## Records supplied
•••••
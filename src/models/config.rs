//! Configuration data model and validation

use crate::config::EnvManager;
use crate::types::{AppError, Result};
use serde::{Deserialize, Serialize};
use std::str::FromStr;
use std::time::Duration;

/// How events are written to stdout
#[derive(Debug, Clone, Copy, PartialEq, Eq, Serialize, Deserialize)]
#[serde(rename_all = "lowercase")]
pub enum OutputFormat {
    /// Human-readable lines, optionally colored
    Text,
    /// One JSON object per event
    Json,
}

impl FromStr for OutputFormat {
    type Err = AppError;

    fn from_str(s: &str) -> Result<Self> {
        match s.trim().to_lowercase().as_str() {
            "text" | "plain" => Ok(Self::Text),
            "json" => Ok(Self::Json),
            other => Err(AppError::config(format!(
                "Invalid output format '{}': expected 'text' or 'json'",
                other
            ))),
        }
    }
}

/// Main application configuration
#[derive(Debug, Clone, Serialize, Deserialize)]
pub struct Config {
    /// Number of echo requests per run
    #[serde(default = "default_packet_count")]
    pub packet_count: u32,

    /// Ping executable to invoke
    #[serde(default = "default_ping_program")]
    pub ping_program: String,

    /// Extra arguments placed before the count flag (e.g. a wrapper script)
    #[serde(default)]
    pub ping_args: Vec<String>,

    /// Grace window between terminate and kill when stopping, in milliseconds
    #[serde(default = "default_stop_grace_ms")]
    pub stop_grace_ms: u64,

    /// Enable colored terminal output
    #[serde(default = "default_enable_color")]
    pub enable_color: bool,

    /// Event output format
    #[serde(default = "default_output_format")]
    pub output_format: OutputFormat,

    /// Enable verbose output
    #[serde(default)]
    pub verbose: bool,

    /// Enable debug output
    #[serde(default)]
    pub debug: bool,
}

impl Default for Config {
    fn default() -> Self {
        Self {
            packet_count: default_packet_count(),
            ping_program: default_ping_program(),
            ping_args: Vec::new(),
            stop_grace_ms: default_stop_grace_ms(),
            enable_color: default_enable_color(),
            output_format: default_output_format(),
            verbose: false,
            debug: false,
        }
    }
}

impl Config {
    /// Create a new configuration with default values
    pub fn new() -> Self {
        Self::default()
    }

    /// Stop grace window as a Duration
    pub fn stop_grace(&self) -> Duration {
        Duration::from_millis(self.stop_grace_ms)
    }

    /// Whether events are emitted as JSON lines
    pub fn json_output(&self) -> bool {
        self.output_format == OutputFormat::Json
    }

    /// Validate the configuration and return any errors
    pub fn validate(&self) -> Result<()> {
        if self.packet_count == 0 {
            return Err(AppError::config("Packet count must be greater than 0"));
        }

        if self.packet_count > crate::defaults::MAX_PACKET_COUNT {
            return Err(AppError::config(format!(
                "Packet count cannot exceed {}",
                crate::defaults::MAX_PACKET_COUNT
            )));
        }

        if self.ping_program.trim().is_empty() {
            return Err(AppError::config("Ping program cannot be empty"));
        }

        if self.stop_grace_ms < 100 {
            return Err(AppError::config("Stop grace window must be at least 100ms"));
        }

        if self.stop_grace_ms > 10_000 {
            return Err(AppError::config("Stop grace window cannot exceed 10000ms"));
        }

        Ok(())
    }

    /// Merge environment variables into this configuration
    pub fn merge_from_env(&mut self) -> Result<()> {
        self.merge_from_lookup(|key| std::env::var(key).ok())
    }

    /// Merge variables from any key lookup; each value is validated first
    pub fn merge_from_lookup<F>(&mut self, lookup: F) -> Result<()>
    where
        F: Fn(&str) -> Option<String>,
    {
        for (key, _, _) in EnvManager::get_supported_env_vars() {
            if let Some(value) = lookup(key) {
                EnvManager::validate_env_var(key, &value)?;
                self.apply_env_var(key, value.trim())?;
            }
        }
        Ok(())
    }

    fn apply_env_var(&mut self, key: &str, value: &str) -> Result<()> {
        match key {
            "PING_COUNT" => self.packet_count = value.parse()?,
            "PING_PROGRAM" => self.ping_program = value.to_string(),
            "PING_ARGS" => self.ping_args = value.split_whitespace().map(String::from).collect(),
            "STOP_GRACE_MS" => self.stop_grace_ms = value.parse()?,
            "ENABLE_COLOR" => self.enable_color = value.parse()?,
            "OUTPUT_FORMAT" => self.output_format = value.parse()?,
            _ => {}
        }
        Ok(())
    }
}

// Default value functions for serde
fn default_packet_count() -> u32 {
    crate::defaults::DEFAULT_PACKET_COUNT
}

fn default_ping_program() -> String {
    crate::defaults::DEFAULT_PING_PROGRAM.to_string()
}

fn default_stop_grace_ms() -> u64 {
    crate::defaults::DEFAULT_STOP_GRACE.as_millis() as u64
}

fn default_enable_color() -> bool {
    crate::defaults::DEFAULT_ENABLE_COLOR
}

fn default_output_format() -> OutputFormat {
    OutputFormat::Text
}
•••••
## What you need to do
The answer should consist of every record above, copied exactly.

## Response to the exercise
filename src/models/config.rs
//! Configuration data model and validation

use crate::config::EnvManager;
use crate::types::{AppError, Result};
use serde::{Deserialize, Serialize};
use std::str::FromStr;
use std::time::Duration;

/// How events are written to stdout
#[derive(Debug, Clone, Copy, PartialEq, Eq, Serialize, Deserialize)]
#[serde(rename_all = "lowercase")]
pub enum OutputFormat {
    /// Human-readable lines, optionally colored
    Text,
    /// One JSON object per event
    Json,
}

impl FromStr for OutputFormat {
    type Err = AppError;

    fn from_str(s: &str) -> Result<Self> {
        match s.trim().to_lowercase().as_str() {
            "text" | "plain" => Ok(Self::Text),
            "json" => Ok(Self::Json),
            other => Err(AppError::config(format!(
                "Invalid output format '{}': expected 'text' or 'json'",
                other
            ))),
        }
    }
}

/// Main application configuration
#[derive(Debug, Clone, Serialize, Deserialize)]
pub struct Config {
    /// Number of echo requests per run
    #[serde(default = "default_packet_count")]
    pub packet_count: u32,

    /// Ping executable to invoke
    #[serde(default = "default_ping_program")]
    pub ping_program: String,

    /// Extra arguments placed before the count flag (e.g. a wrapper script)
    #[serde(default)]
    pub ping_args: Vec<String>,

    /// Grace window between terminate and kill when stopping, in milliseconds
    #[serde(default = "default_stop_grace_ms")]
    pub stop_grace_ms: u64,

    /// Enable colored terminal output
    #[serde(default = "default_enable_color")]
    pub enable_color: bool,

    /// Event output format
    #[serde(default = "default_output_format")]
    pub output_format: OutputFormat,

    /// Enable verbose output
    #[serde(default)]
    pub verbose: bool,

    /// Enable debug output
    #[serde(default)]
    pub debug: bool,
}

impl Default for Config {
    fn default() -> Self {
        Self {
            packet_count: default_packet_count(),
            ping_program: default_ping_program(),
            ping_args: Vec::new(),
            stop_grace_ms: default_stop_grace_ms(),
            enable_color: default_enable_color(),
            output_format: default_output_format(),
            verbose: false,
            debug: false,
        }
    }
}

impl Config {
    /// Create a new configuration with default values
    pub fn new() -> Self {
        Self::default()
    }

    /// Stop grace window as a Duration
    pub fn stop_grace(&self) -> Duration {
        Duration::from_millis(self.stop_grace_ms)
    }

    /// Whether events are emitted as JSON lines
    pub fn json_output(&self) -> bool {
        self.output_format == OutputFormat::Json
    }

    /// Validate the configuration and return any errors
    pub fn validate(&self) -> Result<()> {
        if self.packet_count == 0 {
            return Err(AppError::config("Packet count must be greater than 0"));
        }

        if self.packet_count > crate::defaults::MAX_PACKET_COUNT {
            return Err(AppError::config(format!(
                "Packet count cannot exceed {}",
                crate::defaults::MAX_PACKET_COUNT
            )));
        }

        if self.ping_program.trim().is_empty() {
            return Err(AppError::config("Ping program cannot be empty"));
        }

        if self.stop_grace_ms < 100 {
            return Err(AppError::config("Stop grace window must be at least 100ms"));
        }

        if self.stop_grace_ms > 10_000 {
            return Err(AppError::config("Stop grace window cannot exceed 10000ms"));
        }

        Ok(())
    }

    /// Merge environment variables into this configuration
    pub fn merge_from_env(&mut self) -> Result<()> {
        self.merge_from_lookup(|key| std::env::var(key).ok())
    }

    /// Merge variables from any key lookup; each value is validated first
    pub fn merge_from_lookup<F>(&mut self, lookup: F) -> Result<()>
    where
        F: Fn(&str) -> Option<String>,
    {
        for (key, _, _) in EnvManager::get_supported_env_vars() {
            if let Some(value) = lookup(key) {
                EnvManager::validate_env_var(key, &value)?;
                self.apply_env_var(key, value.trim())?;
            }
        }
        Ok(())
    }

    fn apply_env_var(&mut self, key: &str, value: &str) -> Result<()> {
        match key {
            "PING_COUNT" => self.packet_count = value.parse()?,
            "PING_PROGRAM" => self.ping_program = value.to_string(),
            "PING_ARGS" => self.ping_args = value.split_whitespace().map(String::from).collect(),
            "STOP_GRACE_MS" => self.stop_grace_ms = value.parse()?,
            "ENABLE_COLOR" => self.enable_color = value.parse()?,
            "OUTPUT_FORMAT" => self.output_format = value.parse()?,
            _ => {}
        }
        Ok(())
    }
}

// Default value functions for serde
fn default_packet_count() -> u32 {
    crate::defaults::DEFAULT_PACKET_COUNT
}

fn default_ping_program() -> String {
    crate::defaults::DEFAULT_PING_PROGRAM.to_string()
}

fn default_stop_grace_ms() -> u64 {
    crate::defaults::DEFAULT_STOP_GRACE.as_millis() as u64
}

fn default_enable_color() -> bool {
    crate::defaults::DEFAULT_ENABLE_COLOR
}

fn default_output_format() -> OutputFormat {
    OutputFormat::Text
}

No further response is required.